When the wind had shifted earlier, I had thought nothing of it. But now sand was swirling all around and slipping in between the cracks of my goggles, making my eyes itch. What was worse was that, because of the sand storm, my scope of the men standing guard on the roof across from me was limited.
I couldn’t take them out as easily as I had thought, but it was still possible.
It had to be.
Using my binoculars, I zoomed in on the two men grimacing against the storm. I had to admit they were loyal, if them standing out in such a cacophony was any indication. All of them were; the two at the back, four in the front, and the aforementioned two on the roof.
I shifted the binoculars to down near the door, peeking my head up over the stone lip of the roof. From what I could tell, all the men had various guns, swords, and flat little disks that would most likely burn me alive if they attached to my skin. That would be a problem if I was going to get any closer than I already was.
Which I wasn’t planning on doing.
Dropping the binoculars at my side, I picked up my stunner and carefully aimed it towards one of the men on the roof; lefty was as good as any mark.

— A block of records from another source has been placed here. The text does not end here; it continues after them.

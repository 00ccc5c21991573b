//! In-memory AI-system registry.
//!
//! Registered systems live for the lifetime of the process; there is no
//! persistence layer. All reads and decisions are tenant-scoped -- a
//! system belonging to another tenant is indistinguishable from one that
//! does not exist.

use std::collections::HashMap;

use serde::Serialize;
use tokio::sync::RwLock;

use govnav_core::approval::{check_segregation, is_decidable, STATUS_APPROVED, STATUS_REJECTED};
use govnav_core::error::CoreError;
use govnav_core::risk::RiskTier;
use govnav_core::types::{EntityId, Timestamp};

/// A registered AI system and its governance state.
#[derive(Debug, Clone, Serialize)]
pub struct AiSystem {
    pub id: EntityId,
    pub tenant_id: EntityId,
    pub name: String,
    pub purpose: String,
    pub domain: String,
    pub risk_tier: RiskTier,
    /// Lifecycle status (see `govnav_core::approval`).
    pub status: String,
    pub created_by: EntityId,
    /// Reviewer who recorded the final decision, if any.
    pub decided_by: Option<EntityId>,
    pub created_at: Timestamp,
    pub updated_at: Timestamp,
}

/// Thread-safe registry of AI systems.
///
/// Designed to be wrapped in `Arc` and shared across the application.
/// Decisions (approve/reject) run entirely under one write lock so the
/// segregation-of-duties check and the status transition are atomic.
#[derive(Default)]
pub struct SystemStore {
    systems: RwLock<HashMap<EntityId, AiSystem>>,
}

impl SystemStore {
    /// Create a new, empty registry.
    pub fn new() -> Self {
        Self::default()
    }

    /// Register a new system.
    pub async fn insert(&self, system: AiSystem) {
        self.systems.write().await.insert(system.id, system);
    }

    /// Fetch one system, scoped to `tenant_id`.
    pub async fn get(&self, tenant_id: EntityId, id: EntityId) -> Result<AiSystem, CoreError> {
        self.systems
            .read()
            .await
            .get(&id)
            .filter(|s| s.tenant_id == tenant_id)
            .cloned()
            .ok_or(CoreError::NotFound {
                entity: "AiSystem",
                id,
            })
    }

    /// List a tenant's systems, newest first.
    pub async fn list_for_tenant(&self, tenant_id: EntityId) -> Vec<AiSystem> {
        let mut systems: Vec<AiSystem> = self
            .systems
            .read()
            .await
            .values()
            .filter(|s| s.tenant_id == tenant_id)
            .cloned()
            .collect();
        systems.sort_by(|a, b| b.created_at.cmp(&a.created_at));
        systems
    }

    /// Record an approval for a system.
    ///
    /// Fails closed: an unknown (or foreign-tenant) system is `NotFound`,
    /// a creator deciding on their own system is `Forbidden`, and a system
    /// already decided is a `Conflict`.
    pub async fn approve(
        &self,
        tenant_id: EntityId,
        id: EntityId,
        reviewer: EntityId,
    ) -> Result<AiSystem, CoreError> {
        self.decide(tenant_id, id, reviewer, STATUS_APPROVED).await
    }

    /// Record a rejection for a system. Same policy checks as approval.
    pub async fn reject(
        &self,
        tenant_id: EntityId,
        id: EntityId,
        reviewer: EntityId,
    ) -> Result<AiSystem, CoreError> {
        self.decide(tenant_id, id, reviewer, STATUS_REJECTED).await
    }

    async fn decide(
        &self,
        tenant_id: EntityId,
        id: EntityId,
        reviewer: EntityId,
        new_status: &str,
    ) -> Result<AiSystem, CoreError> {
        let mut systems = self.systems.write().await;

        let system = systems
            .get_mut(&id)
            .filter(|s| s.tenant_id == tenant_id)
            .ok_or(CoreError::NotFound {
                entity: "AiSystem",
                id,
            })?;

        check_segregation(system.created_by, reviewer)?;

        if !is_decidable(&system.status) {
            return Err(CoreError::Conflict(format!(
                "System is already {}",
                system.status
            )));
        }

        system.status = new_status.to_string();
        system.decided_by = Some(reviewer);
        system.updated_at = chrono::Utc::now();
        Ok(system.clone())
    }
}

Unlike righty, he had his scarf pulled low like someone who was used to such a storm, his pale skin winking at me from the scope attached to my gun.
If the storm got any worse, he would be tasting sand for weeks. Already, I could feel the itch of sand in between my knees, elbows, and the curve of my thighs.
A single bath would never suffice.
Shaking off my thoughts, I adjusted my gun and peered into the sight. His neck was wide open.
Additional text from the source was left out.